En 2023, l’ingénieur rencontre un fournisseur en Israël avec Renaud Muselier, président de la Région Sud. Convaincu par cette technologie dans le cadre de son plan Or Bleu, lancé en mars dernier pour anticiper les effets de la sécheresse, la collectivité a ensuite commandé à Philippe Gonin un démonstrateur mobile en janvier dernier.

En quatre mois, le chef d’entreprise a peaufiné son projet baptisé « La Tulipe » qui entrera en fonctionnement courant juin. Cette machine, fabriquée par le constructeur espagnol Genaq, sera autonome en énergie et alimentée par 14 panneaux photovoltaïques, installés sur une remorque spécialement conçue par le métallier Métal pro concept à Auriol.

La production d’électricité en journée permettra ainsi de faire fonctionner la machine de jour comme de nuit, grâce à l’énergie stockée dans cinq batteries annexes.

En revanche, il existe plusieurs conditions à son utilisation. La Tulipe doit être installée dans un environnement à minimum 15 degrés avec un taux d’humidité supérieur à 30%. Pour produire entre 500 et 600 litres par jour, les conditions sont plus drastiques : la température doit avoisiner les 26 degrés et le taux d’humidité être supérieur à 80%.

eau, Une machine va produire de l’eau en captant l’humidité de l’air dans la région, Made in Marseille
© Airdrink

Des freins réglementaires en France

Pour Philippe Gonin, « la course technologique, c’est avant tout de fabriquer de l’eau avec un minimum d’énergie ». En effet, si l’eau coûte cher à produire alors elle ne sera pas viable économiquement.

Cette technologie est répandue au Moyen-Orient, notamment à Dubaï ou aux Emirats arabes unis, car l’eau y est rare. Mais, en France, l’eau d’origine atmosphérique n’a pas obtenu les autorisations de l’Agence régionale de santé (ARS) pour être potable. « Partout ailleurs en Europe, comme en Italie et en Espagne, c’est autorisé. Mais chez nous ça traine… », regrette le patron.

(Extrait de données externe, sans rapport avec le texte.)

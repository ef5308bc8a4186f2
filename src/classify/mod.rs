pub mod algorithm;
pub mod config;

pub use algorithm::classify;
pub use config::{NormalRanges, ParamRange};
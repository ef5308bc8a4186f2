//! In-memory reading history.
//!
//! Holds the server-confirmed entries from the last successful poll plus any
//! locally-synthesized speculative entries that no poll has superseded yet.
//! Always ordered newest-first.

use std::collections::HashSet;

use chrono::{DateTime, Utc};

use crate::classify::{classify, NormalRanges};
use crate::models::entry::new_local_id;
use crate::models::{Entry, Provenance, Reading};

pub struct ReadingStore {
    ranges: NormalRanges,
    entries: Vec<Entry>,
}

impl ReadingStore {
    pub fn new(ranges: NormalRanges) -> Self {
        Self {
            ranges,
            entries: Vec::new(),
        }
    }

    pub fn ranges(&self) -> &NormalRanges {
        &self.ranges
    }

    /// Replace the confirmed subset wholesale with the latest fetched set.
    ///
    /// The previous confirmed entries are discarded, never diffed; the remote
    /// store is the source of truth. Speculative entries survive unless some
    /// confirmed entry carries an equal-or-later timestamp, in which case the
    /// poll is assumed to have reflected the user action and the speculative
    /// entry is dropped. Idempotent for a given input set.
    pub fn replace_confirmed(&mut self, confirmed: Vec<Entry>) -> &[Entry] {
        let newest_confirmed = confirmed.iter().map(|e| e.created_at).max();

        let mut merged: Vec<Entry> = self
            .entries
            .drain(..)
            .filter(|e| e.is_speculative())
            .filter(|e| match newest_confirmed {
                Some(newest) => e.created_at > newest,
                None => true,
            })
            .collect();

        let mut seen_ids = HashSet::with_capacity(confirmed.len());
        for mut entry in confirmed {
            // No two history rows may share a server id
            if !seen_ids.insert(entry.id.clone()) {
                continue;
            }
            entry.provenance = Provenance::Confirmed;
            merged.push(entry);
        }

        merged.sort_by(|a, b| b.created_at.cmp(&a.created_at));
        self.entries = merged;
        &self.entries
    }

    /// Classify and insert a locally-created reading at the front of history.
    ///
    /// The entry gets a fresh id in the reserved local namespace, so it can
    /// never collide with a server id. Ordering stays newest-first by
    /// timestamp; on a timestamp tie the new entry sits in front.
    pub fn add_speculative(&mut self, reading: Reading, now: DateTime<Utc>) -> Entry {
        let entry = Entry {
            id: new_local_id(),
            created_at: now,
            states: classify(&self.ranges, &reading),
            sensor_readings: reading,
            provenance: Provenance::Speculative,
        };

        self.entries.insert(0, entry.clone());
        // Stable sort: the freshly-inserted entry stays ahead of equal timestamps
        self.entries.sort_by(|a, b| b.created_at.cmp(&a.created_at));
        entry
    }

    /// Current ordered history. Mutations are atomic with respect to this view.
    pub fn snapshot(&self) -> Vec<Entry> {
        self.entries.clone()
    }

    pub fn latest(&self) -> Option<&Entry> {
        self.entries.first()
    }

    pub fn len(&self) -> usize {
        self.entries.len()
    }

    pub fn is_empty(&self) -> bool {
        self.entries.is_empty()
    }
}
use std::sync::Arc;

use anyhow::{bail, Context, Result};
use tokio::sync::Mutex;
use tokio::task::JoinHandle;
use tokio::time::Duration;
use tokio_util::sync::CancellationToken;

use crate::api::{FetchError, HistoryFetch};
use crate::dashboard::shared::SharedHistory;

use super::loop_worker::{poll_loop, PollTask};
use super::state::PollState;

pub const DEFAULT_POLL_INTERVAL_MS: u64 = 5000;

/// Callback invoked on every failed poll cycle.
pub type PollObserver = Arc<dyn Fn(&FetchError) + Send + Sync>;

/// Owns the recurring poll timer: restartable, cancellable.
///
/// Every start and stop advances the shared generation counter, so a fetch
/// still in flight when the synchronizer stops (or restarts) resolves into a
/// no-op instead of clobbering a fresher confirmed set.
pub struct PollSynchronizer {
    handle: Option<JoinHandle<()>>,
    cancel_token: Option<CancellationToken>,
    shared: Option<SharedHistory>,
    state: Arc<Mutex<PollState>>,
    period: Duration,
}

impl PollSynchronizer {
    pub fn new(period: Duration) -> Self {
        Self {
            handle: None,
            cancel_token: None,
            shared: None,
            state: Arc::new(Mutex::new(PollState::new())),
            period,
        }
    }

    pub fn is_active(&self) -> bool {
        self.handle.is_some()
    }

    pub async fn state(&self) -> PollState {
        self.state.lock().await.clone()
    }

    pub async fn start(
        &mut self,
        fetcher: Arc<dyn HistoryFetch>,
        shared: SharedHistory,
        observer: Option<PollObserver>,
    ) -> Result<()> {
        if self.handle.is_some() {
            bail!("polling already active");
        }

        let generation = shared.advance_generation();
        {
            let mut state = self.state.lock().await;
            state.generation = generation;
        }

        let cancel_token = CancellationToken::new();
        let task = PollTask {
            fetcher,
            shared: shared.clone(),
            state: self.state.clone(),
            generation,
            period: self.period,
            observer,
        };

        let handle = tokio::spawn(poll_loop(task, cancel_token.clone()));

        self.handle = Some(handle);
        self.cancel_token = Some(cancel_token);
        self.shared = Some(shared);
        Ok(())
    }

    pub async fn stop(&mut self) -> Result<()> {
        // Bump the generation first, under the store lock, so an in-flight
        // fetch can no longer apply
        if let Some(shared) = self.shared.take() {
            shared.invalidate().await;
        }

        if let Some(token) = self.cancel_token.take() {
            token.cancel();
        }

        if let Some(handle) = self.handle.take() {
            handle.await.context("poll loop task failed to join")?;
        }

        self.state.lock().await.reset_idle();
        Ok(())
    }
}
pub mod controller;
pub mod shared;

pub use controller::{DashboardController, SessionContext};
pub use shared::{SharedHistory, ViewModel};
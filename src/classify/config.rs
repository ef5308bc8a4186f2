use serde::{Deserialize, Serialize};

use crate::models::Parameter;

/// Inclusive normal range for one parameter.
#[derive(Debug, Clone, Copy, Serialize, Deserialize, PartialEq)]
pub struct ParamRange {
    pub min: f64,
    pub max: f64,
}

impl ParamRange {
    pub const fn new(min: f64, max: f64) -> Self {
        Self { min, max }
    }
}

/// Normal-range table for the fixed parameter set. Configuration data, not
/// logic: deserializable so deployments can override it without a rebuild.
#[derive(Debug, Clone, Copy, Serialize, Deserialize, PartialEq)]
pub struct NormalRanges {
    pub ph: ParamRange,
    pub moisture: ParamRange,
    #[serde(rename = "N")]
    pub nitrogen: ParamRange,
    #[serde(rename = "P")]
    pub phosphorus: ParamRange,
    #[serde(rename = "K")]
    pub potassium: ParamRange,
}

impl Default for NormalRanges {
    fn default() -> Self {
        Self {
            ph: ParamRange::new(6.0, 7.5),
            moisture: ParamRange::new(20.0, 60.0),
            nitrogen: ParamRange::new(0.1, 0.5),
            phosphorus: ParamRange::new(0.05, 0.3),
            potassium: ParamRange::new(0.1, 0.6),
        }
    }
}

impl NormalRanges {
    pub fn range(&self, param: Parameter) -> ParamRange {
        match param {
            Parameter::Ph => self.ph,
            Parameter::Moisture => self.moisture,
            Parameter::Nitrogen => self.nitrogen,
            Parameter::Phosphorus => self.phosphorus,
            Parameter::Potassium => self.potassium,
        }
    }
}
pub mod classification;
pub mod entry;
pub mod reading;

pub use classification::{Classification, RangeState};
pub use entry::{Entry, Provenance};
pub use reading::{Parameter, Reading};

Ce dernier donne l’exemple, en 2020, de la pénurie d’eau dans la Vallée de la Roya (Alpes-Maritimes) à la suite du passage dévastateur de la tempête Alex. Pour répondre à cette situation dramatique, le Prince Albert de Monaco souhaitait offrir une de ces machines à la France. Mais « le préfet avait refusé », rappelle Philippe Gonin.

Pour accélérer les autorisations, la Région Sud échange régulièrement avec les ARS notamment dans le but d’anticiper son expérimentation sur la réutilisation des eaux usées.

Alimenter les petites communes en eau

En attendant, Philippe les commercialise au secteur privé. Ses clients actuels sont plutôt basés dans les DOM-TOM pour arroser les espaces verts et nettoyer la voirie. « En particulier à Mayotte où les nappes phréatiques sont amoindries », assure-t-il.

L’entrepreneur a aussi, en parallèle, créé l’association Airdrink.org pour déployer des machines au Togo et à Madagascar. Une initiative financièrement soutenue par le Département des Bouches-du-Rhône et la Métropole Aix-Marseille-Provence.

Au niveau local, son dessein est de faire connaître le concept. Et, à terme, de l’implanter dans toutes les communes, terrains agricoles, maisons qui seraient éloignées de la ressource en eau. « Beaucoup de petites communes comme Fayence dans le Var sont touchées par un stress hydrique. Contrairement aux grandes villes comme Marseille qui sont alimentées par la Durance et la société du Canal de Provence », explique l’expert.

Le projet « La Tulipe » sera d’ailleurs mobile. Ce démonstrateur passera de commune en commune pour être testé, puis adopté par celles qui le souhaitent.